§ Correctness of binary search

§ Closed-closed intervals

// search index i in interval [l, r] for value `val`.
// returns i such that xs[i] = val.
// return -1 otherwise.
int binsearch(int l, int r, int val, int *xs) {
  while(l <= r) {
  int mid = (l+r)/2;
  // l <= mid < r
  if (xs[mid] == val) {
    return mid;
  } else if (xs[mid] < val) {
    // go to higher range, this is too small.
    // have already considered mid.
    // l <= mid => l < mid+1
    l = mid+1; // [l, r] -> [mid+1, r]
  } else {
    // go to lower range, this is too larger.
    // have already considered mid, so go to mid-1.
    // mid < r => mid-1 < r
    // [l, r] -> [l, mid-1]
    r = mid -1;
  }
  return -1;
}

§ Closed-open / half-open intervals

// search in interval [l, r) for value `val`
int binsearch(int l, int r, int val, int *xs) {
  // [l, l+1) = { l }
  if (r == l + 1) { return l; }
  int mid = (l+r)/2;
  if (xs[mid] <= val) {
    return binsearch(l, mid, val, xs);
  } else {
    return binsearch(mid, r, val, xs);
  }
}

• We have (l <= mid < r) since floor division of the form (l+r)/2 will pull values "downward".
• Furthermore, if r = l + 1 we end the recursion.
• Thus, we are guaranteed that we will have that r >= l + 2.
• Hence, mid = (l+r)/2 will be larger than l as r >= l + 1. We see this from the algebra m = (l + r) >= (l + l + 2)/2 >= l + 1.
• So we have l < l+1 <= mid < r.
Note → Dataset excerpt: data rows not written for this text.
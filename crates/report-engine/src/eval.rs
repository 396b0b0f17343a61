//! Scalar placeholder substitution.

use std::cell::RefCell;
use std::collections::{BTreeMap, HashMap};
use std::sync::OnceLock;

use handlebars::Handlebars;
use regex::Regex;
use thiserror::Error;

use crate::context::{Scope, Value};

#[derive(Debug, Error)]
pub enum EvalError {
    #[error(transparent)]
    Template(#[from] handlebars::RenderError),
    #[error(transparent)]
    Compile(#[from] handlebars::TemplateError),
    #[error("{0}")]
    Message(String),
}

/// Renders the `{{...}}` placeholders of one cell against the visible variables.
pub trait Evaluator {
    fn evaluate(&self, text: &str, scope: &Scope<'_>) -> Result<String, EvalError>;
}

impl<F> Evaluator for F
where
    F: Fn(&str, &Scope<'_>) -> Result<String, EvalError>,
{
    fn evaluate(&self, text: &str, scope: &Scope<'_>) -> Result<String, EvalError> {
        self(text, scope)
    }
}

/// Names that handlebars gives a meaning of its own inside `{{...}}`.
const KEYWORDS: &[&str] = &["this", "else", "true", "false", "null"];

fn mustache_re() -> &'static Regex {
    static RE: OnceLock<Regex> = OnceLock::new();
    RE.get_or_init(|| Regex::new(r"(?s)\{\{(.*?)\}\}").expect("valid regex"))
}

fn path_re() -> &'static Regex {
    static RE: OnceLock<Regex> = OnceLock::new();
    RE.get_or_init(|| {
        Regex::new(r"^\s*([A-Za-z_][\w-]*(?:\.[\w-]+)*)\s*$").expect("valid regex")
    })
}

fn ident_re() -> &'static Regex {
    static RE: OnceLock<Regex> = OnceLock::new();
    RE.get_or_init(|| Regex::new(r"[A-Za-z_][\w-]*").expect("valid regex"))
}

enum Piece {
    Text(String),
    Path(String),
}

/// A cell's text, prepared once and reused for every row it renders into.
enum CellTemplate {
    /// Literal text and plain `{{path}}` placeholders, resolved straight from the scope.
    Paths(Vec<Piece>),
    /// Registered with handlebars under the cell text. `roots` holds every identifier the
    /// template mentions; only those variables are handed to the renderer.
    Handlebars { roots: Vec<String> },
}

/// Handlebars-backed evaluator.
///
/// Output is not HTML-escaped and missing values render as empty text. Cells made only of
/// plain placeholders (`{{customer.name}}`, `{{items.0.sku}}`) are resolved directly against
/// the scope, where a field lookup on a list or scalar is simply missing. Cells using helpers
/// (`{{#if}}`, `{{#each}}`, registered helpers) are compiled once and rendered by handlebars.
pub struct HandlebarsEvaluator {
    registry: RefCell<Handlebars<'static>>,
    cells: RefCell<HashMap<String, CellTemplate>>,
}

impl HandlebarsEvaluator {
    pub fn new() -> Self {
        let mut registry = Handlebars::new();
        registry.register_escape_fn(handlebars::no_escape);
        registry.set_strict_mode(false);
        Self {
            registry: RefCell::new(registry),
            cells: RefCell::new(HashMap::new()),
        }
    }

    /// Access to the underlying registry, e.g. to register helpers.
    pub fn registry_mut(&mut self) -> &mut Handlebars<'static> {
        // A new helper can turn a plain placeholder into a helper call.
        self.cells.get_mut().clear();
        self.registry.get_mut()
    }

    fn compile(&self, text: &str) -> Result<CellTemplate, EvalError> {
        if let Some(pieces) = self.plain_pieces(text) {
            return Ok(CellTemplate::Paths(pieces));
        }

        self.registry
            .borrow_mut()
            .register_template_string(text, text)?;
        let mut roots: Vec<String> = Vec::new();
        for caps in mustache_re().captures_iter(text) {
            for ident in ident_re().find_iter(&caps[1]) {
                if !roots.iter().any(|root| root == ident.as_str()) {
                    roots.push(ident.as_str().to_string());
                }
            }
        }
        Ok(CellTemplate::Handlebars { roots })
    }

    /// `text` split into literal runs and plain placeholders, or `None` when it needs
    /// handlebars.
    fn plain_pieces(&self, text: &str) -> Option<Vec<Piece>> {
        if text.contains("{{{") || text.contains("\\{{") {
            return None;
        }

        let registry = self.registry.borrow();
        let mut pieces = Vec::new();
        let mut last = 0;
        for caps in mustache_re().captures_iter(text) {
            let whole = caps.get(0)?;
            let path = path_re().captures(&caps[1])?.get(1)?.as_str();
            let head = path.split('.').next().unwrap_or(path);
            if KEYWORDS.contains(&head) || registry.get_helper(head).is_some() {
                return None;
            }
            if whole.start() > last {
                pieces.push(Piece::Text(text[last..whole.start()].to_string()));
            }
            pieces.push(Piece::Path(path.to_string()));
            last = whole.end();
        }
        if last < text.len() {
            pieces.push(Piece::Text(text[last..].to_string()));
        }

        // An unterminated `{{` is for handlebars to report.
        let unterminated = pieces
            .iter()
            .any(|piece| matches!(piece, Piece::Text(t) if t.contains("{{")));
        (!unterminated).then_some(pieces)
    }
}

impl Default for HandlebarsEvaluator {
    fn default() -> Self {
        Self::new()
    }
}

impl Evaluator for HandlebarsEvaluator {
    fn evaluate(&self, text: &str, scope: &Scope<'_>) -> Result<String, EvalError> {
        if !self.cells.borrow().contains_key(text) {
            let compiled = self.compile(text)?;
            self.cells.borrow_mut().insert(text.to_string(), compiled);
        }

        let cells = self.cells.borrow();
        match &cells[text] {
            CellTemplate::Paths(pieces) => {
                let mut out = String::new();
                for piece in pieces {
                    match piece {
                        Piece::Text(literal) => out.push_str(literal),
                        Piece::Path(path) => {
                            if let Some(value) = scope.lookup(path) {
                                push_scalar(&mut out, value);
                            }
                        }
                    }
                }
                Ok(out)
            }
            CellTemplate::Handlebars { roots } => {
                let vars: BTreeMap<&str, &Value> = roots
                    .iter()
                    .filter_map(|root| Some((root.as_str(), scope.get(root)?)))
                    .collect();
                let context = handlebars::Context::wraps(&vars)?;
                Ok(self.registry.borrow().render_with_context(text, &context)?)
            }
        }
    }
}

/// Lists and mappings have no text of their own and render empty.
fn push_scalar(out: &mut String, value: &Value) {
    match value {
        Value::Null | Value::List(_) | Value::Map(_) => {}
        Value::Bool(b) => out.push_str(if *b { "true" } else { "false" }),
        Value::Int(n) => out.push_str(&n.to_string()),
        Value::Float(f) => out.push_str(&f.to_string()),
        Value::String(s) => out.push_str(s),
    }
}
This establishes a "gap" l < mid < r, which is possible since all the smallest non-trivial interval [l, r) we consider will be [l, l+1, l+2) (recall that r=l+1 is the base case).
• Thus, we have that: l is to the left of mid=l+1 is to the left of r>=l+2.
• So, the intervals [l, mid) and [mid, r) will be smaller, as we cleanly "separate" out l, mid, and r.